Apparently that almost happened this year, according to a fascinating piece by MMQB's Peter King on how the NFL schedule is made. As of Tuesday, King wrote, the league's schedule-making gurus — using tons of technology while trying to take into account the requests of teams, conflicting events in NFL cities, prime time TV considerations and countless other things — were "pessimistic" about having a schedule ready to go Thursday night.

Finally, though, a new version fixed some lingering problems. Per King:

A breakthrough happened while the schedule-makers slept. At 2:21 a.m. on Wednesday, schedule number 52,129 shot out of a computer and fixed the four problems.

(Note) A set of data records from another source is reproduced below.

//! Shift model.
//!
//! A shift is one scheduled work interval for one employee on one date.
//! Start and end always fall on the shift's own date.

use chrono::{NaiveDate, NaiveTime};
use serde::{Deserialize, Serialize};

use crate::calculation::{hhmm, minutes_between, planned_minutes};
use crate::error::{PlannerError, PlannerResult};

use super::employee::EmployeeId;

/// A scheduled work interval.
#[derive(Debug, Clone, PartialEq, Eq, Serialize, Deserialize)]
pub struct Shift {
    /// The calendar date of the shift.
    pub date: NaiveDate,
    /// The employee working the shift.
    pub employee_id: EmployeeId,
    /// Start time, same day.
    #[serde(with = "hhmm")]
    pub start_time: NaiveTime,
    /// End time, same day.
    #[serde(with = "hhmm")]
    pub end_time: NaiveTime,
    /// Unpaid break in minutes.
    #[serde(default)]
    pub break_minutes: u32,
    /// Whether this shift covers for a colleague.
    #[serde(default)]
    pub replacement: bool,
    /// The colleague being covered, if any.
    #[serde(default)]
    pub replaces_employee_id: Option<EmployeeId>,
    /// Free-text comment.
    #[serde(default)]
    pub comment: String,
}

impl Shift {
    /// Creates a plain (non-replacement) shift with an empty comment.
    pub fn new(
        date: NaiveDate,
        employee_id: EmployeeId,
        start_time: NaiveTime,
        end_time: NaiveTime,
        break_minutes: u32,
    ) -> Self {
        Self {
            date,
            employee_id,
            start_time,
            end_time,
            break_minutes,
            replacement: false,
            replaces_employee_id: None,
            comment: String::new(),
        }
    }

    /// Scheduled minutes minus the break, floored at zero.
    ///
    /// # Examples
    ///
    /// ```
    /// use shift_planner::models::Shift;
    /// use chrono::{NaiveDate, NaiveTime};
    ///
    /// let shift = Shift::new(
    ///     NaiveDate::from_ymd_opt(2024, 3, 11).unwrap(),
    ///     1,
    ///     NaiveTime::from_hms_opt(7, 30, 0).unwrap(),
    ///     NaiveTime::from_hms_opt(16, 30, 0).unwrap(),
    ///     60,
    /// );
    /// assert_eq!(shift.planned_minutes(), 480);
    /// ```
    pub fn planned_minutes(&self) -> i64 {
        planned_minutes(self.start_time, self.end_time, self.break_minutes)
    }

    /// Checks the same-day and break invariants.
    pub fn validate(&self) -> PlannerResult<()> {
        let span = minutes_between(self.start_time, self.end_time);
        if span <= 0 {
            return Err(PlannerError::InvalidRecord {
                kind: "shift",
                message: format!(
                    "shift of employee {} on {}: end time must be after start time",
                    self.employee_id, self.date
                ),
            });
        }
        if i64::from(self.break_minutes) > span {
            return Err(PlannerError::InvalidRecord {
                kind: "shift",
                message: format!(
                    "shift of employee {} on {}: break of {} minutes exceeds the {} minute span",
                    self.employee_id, self.date, self.break_minutes, span
                ),
            });
        }
        if self.replaces_employee_id == Some(self.employee_id) {
            return Err(PlannerError::InvalidRecord {
                kind: "shift",
                message: format!(
                    "employee {} cannot replace themselves on {}",
                    self.employee_id, self.date
                ),
            });
        }
        Ok(())
    }
}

Think of that: it took more than 50,000 versions to get it right.

It came from a computer in Western Europe. So if you love or hate the Vikings' slate of games, you (kind of) know who to thank or blame. King also notes that in Week 16 — when the Vikings play the Packers on Saturday, Dec. 23 — there is no flex scheduling. So that game and the rest of the ones that weekend are locked in on the holiday weekend.

King's piece illustrates how hard it is these days to put together a satisfactory schedule. He wrote:

Every team's going to have some anger about some parts of its schedule, to be sure. "But we're throwing away schedules, lots of them, we would have used 10 years ago," said NFL broadcasting and schedule czar Howard Katz. "One weekend, the computer spit out 297 schedules we considered playable. We threw them all in the garbage because they had flaws we weren't willing to accept. But they would have been acceptable before."

Conflicts this year included the World Junior Hockey Championships in Buffalo and marathons in Detroit and Chicago that have finish lines right by their stadiums. Plus there are five international games (four in London, one in Mexico City) that create bye week and other challenges.

The final version for the Vikings wasn't bad, though it wasn't what I considered their optimal schedule when I pondered such a thing earlier this week. Of the first eight games on the schedule, five are at U.S. Bank Stadium and another is more or less a neutral site game in London against the Browns (even though it's technically Cleveland's home game). That could allow Minnesota to get off to another strong start, but it will test them in the second half of the year when they have five of their first seven away from home after their bye.

That said, given everything that apparently goes into making the schedule it probably shouldn't be perfect for anyone — just palatable for everyone.